La muerte, cerca y lejos

El tucumano Pablo Toranzo sabía la importancia de su labor y la experimentó en su propio cuerpo. Caminó territorios en guerra dentro y fuera del país: desde conflictos bélicos en Siria hasta las cárceles de la provincia, donde la vida puede llegar a valer aún menos que en un campo de batalla formal. Lo hizo para que las historias sobrevivan a los protagonistas, para que haya una imagen que los inmortalice, para que trasciendan sus existencias en medio del terror que atraviesan.

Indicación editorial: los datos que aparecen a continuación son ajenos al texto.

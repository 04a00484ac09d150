use comfy_table::modifiers::{UTF8_ROUND_CORNERS, UTF8_SOLID_INNER_BORDERS};
use comfy_table::presets::{UTF8_FULL, UTF8_FULL_CONDENSED};
use comfy_table::{Attribute, Cell, CellAlignment, Color, ContentArrangement, Table};

use carg_core::{LayerOutcome, OutputSummary, RunSummary};

use crate::types::RunResult;

pub fn print_summary(result: &RunResult) {
    let summary = &result.summary;
    println!("Input: {}", result.settings.input.display());
    println!("Output: {}", result.settings.output_dir.display());
    println!("Sheet: {} ({} rings)", summary.sheet, summary.ring_convention);
    let mut table = Table::new();
    table.set_header(vec![
        header_cell("Deliverable"),
        header_cell("Layers"),
        header_cell("Records"),
        header_cell("Dropped"),
        header_cell("Issues"),
        header_cell("Status"),
    ]);
    apply_summary_table_style(&mut table);
    align_column(&mut table, 2, CellAlignment::Right);
    align_column(&mut table, 3, CellAlignment::Right);
    align_column(&mut table, 4, CellAlignment::Right);
    align_column(&mut table, 5, CellAlignment::Center);
    let mut total_records = 0usize;
    let mut total_dropped = 0usize;
    let mut total_issues = 0usize;
    for output in &summary.outputs {
        total_records += output.records;
        total_dropped += output.dropped;
        total_issues += output.issues;
        table.add_row(vec![
            Cell::new(&output.name)
                .fg(Color::Blue)
                .add_attribute(Attribute::Bold),
            Cell::new(output.contributors.join(", ")),
            Cell::new(output.records),
            count_cell(output.dropped, Color::Yellow),
            count_cell(output.issues, Color::Yellow),
            status_cell(output),
        ]);
    }
    table.add_row(vec![
        Cell::new("TOTAL")
            .fg(Color::Cyan)
            .add_attribute(Attribute::Bold),
        Cell::new(format!("{} of {} written", summary.emitted(), summary.outputs.len()))
            .fg(Color::Cyan)
            .add_attribute(Attribute::Bold),
        Cell::new(total_records).add_attribute(Attribute::Bold),
        count_cell(total_dropped, Color::Yellow).add_attribute(Attribute::Bold),
        count_cell(total_issues, Color::Yellow).add_attribute(Attribute::Bold),
        dim_cell("-"),
    ]);
    println!("{table}");
    print_issue_kinds(summary);
    print_notes(summary);
}

fn print_issue_kinds(summary: &RunSummary) {
    if summary.issues_by_kind.is_empty() {
        return;
    }
    let mut table = Table::new();
    table.set_header(vec![header_cell("Issue"), header_cell("Count")]);
    apply_table_style(&mut table);
    align_column(&mut table, 1, CellAlignment::Right);
    for (kind, count) in &summary.issues_by_kind {
        table.add_row(vec![Cell::new(kind.label()), Cell::new(count)]);
    }
    println!();
    println!("Geometry issues:");
    println!("{table}");
    for report in &summary.issue_reports {
        println!("Report: {report}");
    }
}

fn print_notes(summary: &RunSummary) {
    if !summary.missing_tables.is_empty() {
        println!("Missing domain tables: {}", summary.missing_tables.join(", "));
    }
    if !summary.missing_auxiliary.is_empty() {
        println!("Missing auxiliary tables: {}", summary.missing_auxiliary.join(", "));
    }
    let anomalies = &summary.anomalies;
    println!(
        "Unmapped codes: {}, unparseable values: {}, truncated values: {}, encoding repairs: {}",
        anomalies.unmapped_codes,
        anomalies.unparseable_values,
        anomalies.truncated_values,
        anomalies.encoding_repairs
    );
    let failures: Vec<String> = summary
        .layers
        .iter()
        .filter_map(|layer| match &layer.outcome {
            LayerOutcome::Failed { reason } => Some(format!("{}: {reason}", layer.layer)),
            LayerOutcome::Emitted { .. } => None,
        })
        .collect();
    if !failures.is_empty() {
        eprintln!("Failed layers:");
        for failure in failures {
            eprintln!("- {failure}");
        }
    }
}

fn status_cell(output: &OutputSummary) -> Cell {
    match &output.outcome {
        LayerOutcome::Emitted { .. } => Cell::new("✓")
            .fg(Color::Green)
            .add_attribute(Attribute::Bold),
        LayerOutcome::Failed { .. } => Cell::new("failed")
            .fg(Color::Red)
            .add_attribute(Attribute::Bold),
    }
}

fn count_cell(count: usize, color: Color) -> Cell {
    if count > 0 {
        Cell::new(count).fg(color).add_attribute(Attribute::Bold)
    } else {
        dim_cell(count)
    }
}

pub fn apply_table_style(table: &mut Table) {
    table
        .load_preset(UTF8_FULL_CONDENSED)
        .apply_modifier(UTF8_ROUND_CORNERS)
        .set_content_arrangement(ContentArrangement::Dynamic)
        .set_width(120);
}

fn apply_summary_table_style(table: &mut Table) {
    table
        .load_preset(UTF8_FULL)
        .apply_modifier(UTF8_ROUND_CORNERS)
        .apply_modifier(UTF8_SOLID_INNER_BORDERS)
        .set_content_arrangement(ContentArrangement::DynamicFullWidth)
        .set_width(140);
}

fn align_column(table: &mut Table, index: usize, alignment: CellAlignment) {
    if let Some(column) = table.column_mut(index) {
        column.set_cell_alignment(alignment);
    }
}

fn header_cell(label: &str) -> Cell {
    Cell::new(label)
        .fg(Color::Cyan)
        .add_attribute(Attribute::Bold)
}

fn dim_cell<T: ToString>(value: T) -> Cell {
    Cell::new(value).fg(Color::DarkGrey)
}
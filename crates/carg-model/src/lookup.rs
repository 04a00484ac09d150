use std::collections::BTreeMap;

/// Field names matched without regard to ASCII case, keeping the first spelling seen.
#[derive(Debug, Clone, Default)]
pub struct CaseInsensitiveSet {
    map: BTreeMap<String, String>,
}

impl CaseInsensitiveSet {
    pub fn new<I, S>(names: I) -> Self
    where
        I: IntoIterator<Item = S>,
        S: AsRef<str>,
    {
        let mut map = BTreeMap::new();
        for name in names {
            let name = name.as_ref();
            map.entry(name.to_ascii_uppercase())
                .or_insert_with(|| name.to_string());
        }
        Self { map }
    }

    /// Returns the original spelling of `name`, if present.
    pub fn get(&self, name: &str) -> Option<&str> {
        self.map.get(&name.to_ascii_uppercase()).map(String::as_str)
    }

    pub fn contains(&self, name: &str) -> bool {
        self.map.contains_key(&name.to_ascii_uppercase())
    }

    /// First candidate present in the set, resolved to its original spelling.
    pub fn find_first<'a, I>(&self, candidates: I) -> Option<&str>
    where
        I: IntoIterator<Item = &'a str>,
    {
        candidates.into_iter().find_map(|candidate| self.get(candidate))
    }

    pub fn len(&self) -> usize {
        self.map.len()
    }

    pub fn is_empty(&self) -> bool {
        self.map.is_empty()
    }
}
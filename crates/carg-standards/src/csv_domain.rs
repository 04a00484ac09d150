//! Domain tables stored as CSV exports of the `domini` directory.

use std::borrow::Cow;
use std::path::{Path, PathBuf};

use carg_model::DomainTable;
use csv::{ByteRecord, ReaderBuilder};
use tracing::warn;

use crate::domain_cache::{DomainTableSource, TableLoad, table_key};
use crate::error::StandardsError;

/// Code column and description pattern for a table.
///
/// Most tables use `CODE` and the first column whose name contains `DESC`;
/// the sheet table stores the sheet number in `N1` and its name in `N2`.
pub fn domain_columns(table: &str) -> (&'static str, &'static str) {
    if table_key(table).eq_ignore_ascii_case("d_foglio") {
        ("N1", "N2")
    } else {
        ("CODE", "DESC")
    }
}

#[derive(Debug, Clone)]
pub struct CsvDomainDirectory {
    root: PathBuf,
}

impl CsvDomainDirectory {
    pub fn new(root: impl Into<PathBuf>) -> Self {
        Self { root: root.into() }
    }

    pub fn root(&self) -> &Path {
        &self.root
    }

    fn table_path(&self, name: &str) -> PathBuf {
        self.root.join(format!("{}.csv", table_key(name)))
    }
}

impl DomainTableSource for CsvDomainDirectory {
    fn is_available(&self) -> bool {
        self.root.is_dir()
    }

    fn load_table(&self, name: &str) -> Result<TableLoad, StandardsError> {
        let path = self.table_path(name);
        if !path.is_file() {
            return Ok(TableLoad::Missing);
        }
        let (code_column, desc_pattern) = domain_columns(name);
        read_domain_csv(&path, table_key(name), code_column, desc_pattern)
    }

    fn describe(&self) -> String {
        self.root.display().to_string()
    }
}

/// Reads a two-column relation out of a CSV file with arbitrary extra columns.
pub fn read_domain_csv(
    path: &Path,
    name: &str,
    code_column: &str,
    desc_pattern: &str,
) -> Result<TableLoad, StandardsError> {
    let csv_error = |error: csv::Error| StandardsError::Csv {
        path: path.to_path_buf(),
        message: error.to_string(),
    };

    let mut reader = ReaderBuilder::new()
        .has_headers(true)
        .flexible(true)
        .from_path(path)
        .map_err(csv_error)?;

    let mut encoding_repairs = 0usize;
    let headers: Vec<String> = reader
        .byte_headers()
        .map_err(csv_error)?
        .iter()
        .map(|bytes| {
            let (text, repaired) = decode(bytes);
            encoding_repairs += usize::from(repaired);
            text.trim().trim_matches('\u{feff}').to_string()
        })
        .collect();

    let Some(code_idx) = headers
        .iter()
        .position(|header| header.eq_ignore_ascii_case(code_column))
    else {
        warn!(path = %path.display(), column = code_column, "code column not found in domain table");
        return Ok(TableLoad::Missing);
    };
    let pattern = desc_pattern.to_ascii_uppercase();
    let Some(desc_idx) = headers
        .iter()
        .enumerate()
        .find(|(idx, header)| *idx != code_idx && header.to_ascii_uppercase().contains(&pattern))
        .map(|(idx, _)| idx)
    else {
        warn!(path = %path.display(), pattern = desc_pattern, "description column not found in domain table");
        return Ok(TableLoad::Missing);
    };

    let mut table = DomainTable::new(name);
    let mut record = ByteRecord::new();
    while reader.read_byte_record(&mut record).map_err(csv_error)? {
        let (Some(code), Some(desc)) = (record.get(code_idx), record.get(desc_idx)) else {
            continue;
        };
        let (code, code_repaired) = decode(code);
        let (desc, desc_repaired) = decode(desc);
        encoding_repairs += usize::from(code_repaired) + usize::from(desc_repaired);
        if desc.trim().is_empty() {
            continue;
        }
        table.insert(&code, desc.into_owned());
    }

    Ok(TableLoad::Loaded {
        table,
        encoding_repairs,
    })
}

/// Lossy UTF-8 decoding; the flag reports whether any byte was replaced.
fn decode(bytes: &[u8]) -> (Cow<'_, str>, bool) {
    let text = String::from_utf8_lossy(bytes);
    let repaired = matches!(text, Cow::Owned(_));
    (text, repaired)
}

#[cfg(test)]
mod tests {
    use super::*;

    #[test]
    fn sheet_table_uses_numbered_columns() {
        assert_eq!(domain_columns("d_foglio.dbf"), ("N1", "N2"));
        assert_eq!(domain_columns("d_stato"), ("CODE", "DESC"));
    }

    #[test]
    fn decode_flags_invalid_bytes() {
        let (text, repaired) = decode(b"caf\xe8");
        assert!(repaired);
        assert_eq!(text, "caf\u{fffd}");
        assert!(!decode("città".as_bytes()).1);
    }
}
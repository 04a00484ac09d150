//! Run configuration loaded from TOML.

use std::fmt;
use std::path::{Path, PathBuf};

use serde::{Deserialize, Serialize};

use crate::error::StandardsError;

/// Winding expected for polygon rings.
#[derive(Debug, Clone, Copy, Default, PartialEq, Eq, Serialize, Deserialize)]
#[serde(rename_all = "lowercase")]
pub enum RingConvention {
    /// Exterior rings clockwise, holes counter-clockwise (shapefile).
    #[default]
    Esri,
    /// Exterior rings counter-clockwise, holes clockwise (GeoJSON / simple features).
    Ogc,
}

impl RingConvention {
    /// Whether an exterior ring is expected to wind clockwise.
    pub fn exterior_clockwise(self) -> bool {
        matches!(self, Self::Esri)
    }

    pub fn label(self) -> &'static str {
        match self {
            Self::Esri => "esri",
            Self::Ogc => "ogc",
        }
    }
}

impl fmt::Display for RingConvention {
    fn fmt(&self, f: &mut fmt::Formatter<'_>) -> fmt::Result {
        f.write_str(self.label())
    }
}

#[derive(Debug, Clone, Default, PartialEq, Eq, Serialize, Deserialize)]
#[serde(default, deny_unknown_fields)]
pub struct RunConfig {
    pub domini_dir: Option<PathBuf>,
    pub output_dir: Option<PathBuf>,
    /// Sheet identifier for records without their own.
    pub sheet: Option<String>,
    pub ring_convention: RingConvention,
}

impl RunConfig {
    pub fn load(path: &Path) -> Result<Self, StandardsError> {
        let contents = std::fs::read_to_string(path).map_err(|e| StandardsError::io(path, e))?;
        Self::parse(&contents).map_err(|source| StandardsError::Toml {
            path: path.to_path_buf(),
            source,
        })
    }

    pub fn parse(contents: &str) -> Result<Self, toml::de::Error> {
        toml::from_str(contents)
    }
}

Susan Sontag, en su libro “Sobre la fotografía”, afirmó que “fotografiar es apropiarse de lo fotografiado”. En esa línea de pensamiento, Toranzo se hizo cargo del dolor de sus retratados, abandonados por el mundo a su suerte, tarea que estaba haciendo con los marginados de distintos barrios de la capital cuando la muerte (a la que tantas veces miró en los ojos de las víctimas de la violencia) se lo llevó de este mundo hace menos de dos semanas. De allí que es perturbadora la afirmación de la pensadora norteamericana acerca de que “hay algo depredador en la acción de hacer una foto. Fotografiar personas es violarlas, pues se las ve como jamás se ven a sí mismas, se las conoce como nunca pueden conocerse”. Lejos de la idea depredadora, las imágenes de los presos en Villa Urquiza, de la resistencia de los pueblos a la explotación ambiental, de los adictos, de la destrucción humana y material de la guerra quizás sean los últimos resabios de humanidad que les quedan en una sociedad que los olvida o mira para otro lado cuando están cerca. Esas imágenes empujaban a todos a que tengamos conciencia de que existían al ser retratados.

“Las fotografías alteran y amplían nuestras nociones de lo que merece la pena mirar y de lo que tenemos derecho a observar”, sostiene también Sontag, en el sentido de que la mediación del artista le da un valor especial (“le confiere importancia”, dice) a lo registrado en tanto “interpretación del mundo”. “Una fotografía no es el mero resultado del encuentro entre un acontecimiento y un fotógrafo; hacer imágenes es un acontecimiento en sí mismo”, agrega. Fotografiar las entrañas del terror real, no del ficcional, era el desafío de Pablo, consciente de que si algo no se veía bien es porque se estaba demasiado lejos, tanto como que la extrema cercanía impedía una mirada del conjunto.

En su libro (un clásico del género, infaltable en todo pensamiento sobre esta materia), Sontag resalta: “las fotografías no se limitan a verter la realidad de modo realista. Es la realidad la que se somete a un escrutinio y evaluación según su fidelidad a las fotografías”. Esa inversión del modo de ver las cosas, donde el documento se impone a la mirada directa, potencia sin pretenderlo la transcendencia del registro. Cuando dentro de algunos años se recorran las cárceles tucumanas, cuando se visiten sinceramente los barrios marginados (sin tener en cuenta los tiempos de campaña), cuando se reconstruyan las ciudades desechas por un conflicto bélico, las imágenes de Toranzo estarán presentes para atestiguar silenciosamente si hubo o no cambios y cuál es el sentido en que se concretaron. Porque como él mismo pudo comprobarlo en su peregrinaje por el mundo, lo peor quizás todavía no llegó en muchos lugares.